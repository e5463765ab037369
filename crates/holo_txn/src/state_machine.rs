//! Transaction lifecycle driver.
//!
//! Lifecycle:
//! 1. `begin_transaction` issues an id and reserves the label (PREPARE)
//! 2. `prepare_transaction` records a two-phase prepare (PREPARED)
//! 3. `commit_transaction` checks the write quorum and assigns one version per
//!    touched partition (COMMITTED)
//! 4. `finish_transaction` advances trusted replicas and partition visible
//!    versions once the publish scheduler decides the txn is done (VISIBLE)
//! 5. `abort_transaction` ends any transaction that is not yet visible
//!
//! Each transition validates legality, runs callback before-hooks (which may
//! veto), journals the new record, mutates the catalog, then runs the
//! after-hooks outside all locks. Lock order is per-database transaction
//! table, then catalog database, then the catalog tablet index. Callbacks
//! run under the transaction table lock and must not call back into the
//! state machine.

use std::collections::{BTreeMap, BTreeSet, HashMap, HashSet};
use std::sync::atomic::{AtomicU64, Ordering};
use std::sync::{Arc, Mutex, RwLock};
use std::time::{Duration, Instant};

use tokio::sync::watch;

use crate::batch::TransactionStateBatch;
use crate::callback::{CallbackRegistry, TxnStateChangeCallback};
use crate::catalog::{Catalog, DatabaseMeta};
use crate::error::{TxnError, TxnResult};
use crate::journal::{EditLog, JournalEntry};
use crate::txn::{
    LoadJobSourceType, PartitionCommitInfo, Quantiles, TableCommitInfo, TabletCommitInfo,
    TransactionState, TxnCommitAttachment, TxnCoordinator, TxnStatus,
};
use crate::{
    unix_time_ms, DbId, PartitionId, ReplicaId, TableId, TabletId, TxnId, Version, WorkerId,
};
use crate::warn::{should_warn, WARN_INTERVAL};

const ABORT_REASON_TIMEOUT: &str = "timeout by txn manager";

/// Retention and timeout knobs of the state machine.
#[derive(Clone, Copy, Debug)]
pub struct TxnConfig {
    /// Final transactions (and their labels) are kept this long.
    pub label_keep_max_ms: i64,
    /// PREPARED transactions older than this are aborted by the sweeper.
    pub prepared_timeout_ms: i64,
}

impl Default for TxnConfig {
    fn default() -> Self {
        Self {
            label_keep_max_ms: 3 * 24 * 3600 * 1000,
            prepared_timeout_ms: 24 * 3600 * 1000,
        }
    }
}

#[derive(Clone, Debug)]
pub struct BeginRequest {
    pub db_id: DbId,
    pub table_ids: Vec<TableId>,
    pub label: String,
    /// Client retry token. A retried begin with the same label and request id
    /// gets the original txn id back.
    pub request_id: Option<String>,
    pub coordinator: TxnCoordinator,
    pub source_type: LoadJobSourceType,
    pub timeout_ms: i64,
    pub callback_id: Option<u64>,
    /// Workers write one combined txn log per partition instead of one per
    /// tablet.
    pub use_combined_txn_log: bool,
}

impl BeginRequest {
    pub fn new(db_id: DbId, table_ids: Vec<TableId>, label: impl Into<String>) -> Self {
        Self {
            db_id,
            table_ids,
            label: label.into(),
            request_id: None,
            coordinator: TxnCoordinator::fe("127.0.0.1"),
            source_type: LoadJobSourceType::Frontend,
            timeout_ms: 300_000,
            callback_id: None,
            use_combined_txn_log: false,
        }
    }
}

#[derive(Default)]
struct DbTxnTable {
    txns: BTreeMap<TxnId, TransactionState>,
    labels: HashMap<String, Vec<TxnId>>,
    /// Committed, not yet visible transactions by commit sequence.
    committed: BTreeMap<u64, TxnId>,
    latches: HashMap<TxnId, watch::Sender<TxnStatus>>,
}

impl DbTxnTable {
    fn get(&self, db_id: DbId, txn_id: TxnId) -> TxnResult<&TransactionState> {
        self.txns
            .get(&txn_id)
            .ok_or(TxnError::TxnNotFound { db_id, txn_id })
    }

    fn upsert(&mut self, txn: TransactionState) {
        if let Some(prev) = self.txns.get(&txn.txn_id) {
            if prev.status == TxnStatus::Committed {
                self.committed.remove(&prev.commit_seq);
            }
        }
        if txn.status == TxnStatus::Committed {
            self.committed.insert(txn.commit_seq, txn.txn_id);
        }
        let ids = self.labels.entry(txn.label.clone()).or_default();
        if !ids.contains(&txn.txn_id) {
            ids.push(txn.txn_id);
        }
        let status = txn.status;
        let latch = self
            .latches
            .entry(txn.txn_id)
            .or_insert_with(|| watch::channel(status).0);
        // Re-sending an unchanged status wakes nobody, which keeps VISIBLE
        // release idempotent.
        latch.send_if_modified(|current| {
            if *current == status {
                return false;
            }
            *current = status;
            true
        });
        self.txns.insert(txn.txn_id, txn);
    }

    fn remove(&mut self, txn_id: TxnId) -> Option<TransactionState> {
        let txn = self.txns.remove(&txn_id)?;
        self.committed.remove(&txn.commit_seq);
        if let Some(ids) = self.labels.get_mut(&txn.label) {
            ids.retain(|id| *id != txn_id);
            if ids.is_empty() {
                self.labels.remove(&txn.label);
            }
        }
        self.latches.remove(&txn_id);
        Some(txn)
    }
}
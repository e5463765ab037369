//! Commit and version-publish coordinator.
//!
//! Drives committed `holo_txn` transactions to visibility across a fleet of
//! storage workers:
//! - `publish`: the scheduler with its direct and lake strategies
//! - `completion`: worker task reports
//! - `leader`: client transaction RPCs and follower forwarding
//! - `worker`: the coordinator → worker RPC contract
//! - `sim`: an in-process worker fleet
//! - `node`: wiring and the node runtime

pub mod cluster;
pub mod completion;
pub mod config;
pub mod leader;
pub mod node;
pub mod publish;
pub mod sim;
pub mod worker;

pub use cluster::{ClusterInfo, WorkerInfo, WorkerState};
pub use completion::{FinishTaskRequest, TaskCompletionHandler, TaskResult};
pub use config::{CoordinatorArgs, CoordinatorConfig, PublishConfig, RunMode, SweepConfig};
pub use leader::{LeaderForwarder, LeaderService, LeaderState};
pub use node::{run_node, run_node_with_shutdown, Coordinator, CoordinatorTasks};
pub use publish::PublishScheduler;
pub use sim::LocalFleet;
pub use worker::{WorkerClient, WorkerRpcError};
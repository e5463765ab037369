use std::time::Duration;

use clap::Parser;
use holo_coordinator::node::JOURNAL_FILE;
use holo_coordinator::{run_node_with_shutdown, CoordinatorArgs};
use holo_txn::{EditLog, FileEditLog, JournalEntry, TxnStatus};

fn args(data_dir: &std::path::Path, extra: &[&str]) -> CoordinatorArgs {
    let mut argv = vec![
        "holo-coordinator".to_string(),
        "--node-id".to_string(),
        "1".to_string(),
        "--data-dir".to_string(),
        data_dir.display().to_string(),
        "--journal-sync".to_string(),
        "false".to_string(),
    ];
    argv.extend(extra.iter().map(|s| s.to_string()));
    CoordinatorArgs::try_parse_from(argv).expect("parse args")
}

async fn shutdown_after(delay: Duration) -> Result<(), std::io::Error> {
    tokio::time::sleep(delay).await;
    Ok(())
}

#[tokio::test(flavor = "multi_thread", worker_threads = 4)]
async fn standalone_node_journals_demo_loads() -> anyhow::Result<()> {
    let dir = tempfile::tempdir()?;
    let data_dir = dir.path().join("node-1");
    let node_args = args(&data_dir, &["--standalone-workers", "3", "--demo-load"]);

    run_node_with_shutdown(node_args, shutdown_after(Duration::from_millis(1_500))).await?;

    let journal = FileEditLog::open(data_dir.join(JOURNAL_FILE), false)?;
    let entries = journal.load()?;
    let visible = entries
        .iter()
        .filter(|entry| {
            matches!(entry, JournalEntry::UpsertTransaction(txn) if txn.status == TxnStatus::Visible)
        })
        .count();
    assert!(visible >= 1, "no visible demo load in {} journal entries", entries.len());
    drop(journal);

    // A restart over the same journal replays it and shuts down cleanly.
    let node_args = args(&data_dir, &["--standalone-workers", "3"]);
    run_node_with_shutdown(node_args, shutdown_after(Duration::from_millis(100))).await?;
    Ok(())
}

#[tokio::test(flavor = "multi_thread", worker_threads = 4)]
async fn node_without_workers_starts_and_stops() -> anyhow::Result<()> {
    let dir = tempfile::tempdir()?;
    let node_args = args(dir.path(), &["--run-mode", "shared-data"]);
    run_node_with_shutdown(node_args, shutdown_after(Duration::from_millis(100))).await?;
    assert!(dir.path().join(JOURNAL_FILE).exists());
    Ok(())
}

=-=-=

[Task objective]
Within the material above, extract exactly the lines that start at the line containing "#[derive(Clone, Debug)]" and stop after the line containing "#[derive(Default)]", and only those.

[Reply to the exercise]
#[derive(Clone, Debug)]
pub struct BeginRequest {
    pub db_id: DbId,
    pub table_ids: Vec<TableId>,
    pub label: String,
    /// Client retry token. A retried begin with the same label and request id
    /// gets the original txn id back.
    pub request_id: Option<String>,
    pub coordinator: TxnCoordinator,
    pub source_type: LoadJobSourceType,
    pub timeout_ms: i64,
    pub callback_id: Option<u64>,
    /// Workers write one combined txn log per partition instead of one per
    /// tablet.
    pub use_combined_txn_log: bool,
}

impl BeginRequest {
    pub fn new(db_id: DbId, table_ids: Vec<TableId>, label: impl Into<String>) -> Self {
        Self {
            db_id,
            table_ids,
            label: label.into(),
            request_id: None,
            coordinator: TxnCoordinator::fe("127.0.0.1"),
            source_type: LoadJobSourceType::Frontend,
            timeout_ms: 300_000,
            callback_id: None,
            use_combined_txn_log: false,
        }
    }
}

#[derive(Default)]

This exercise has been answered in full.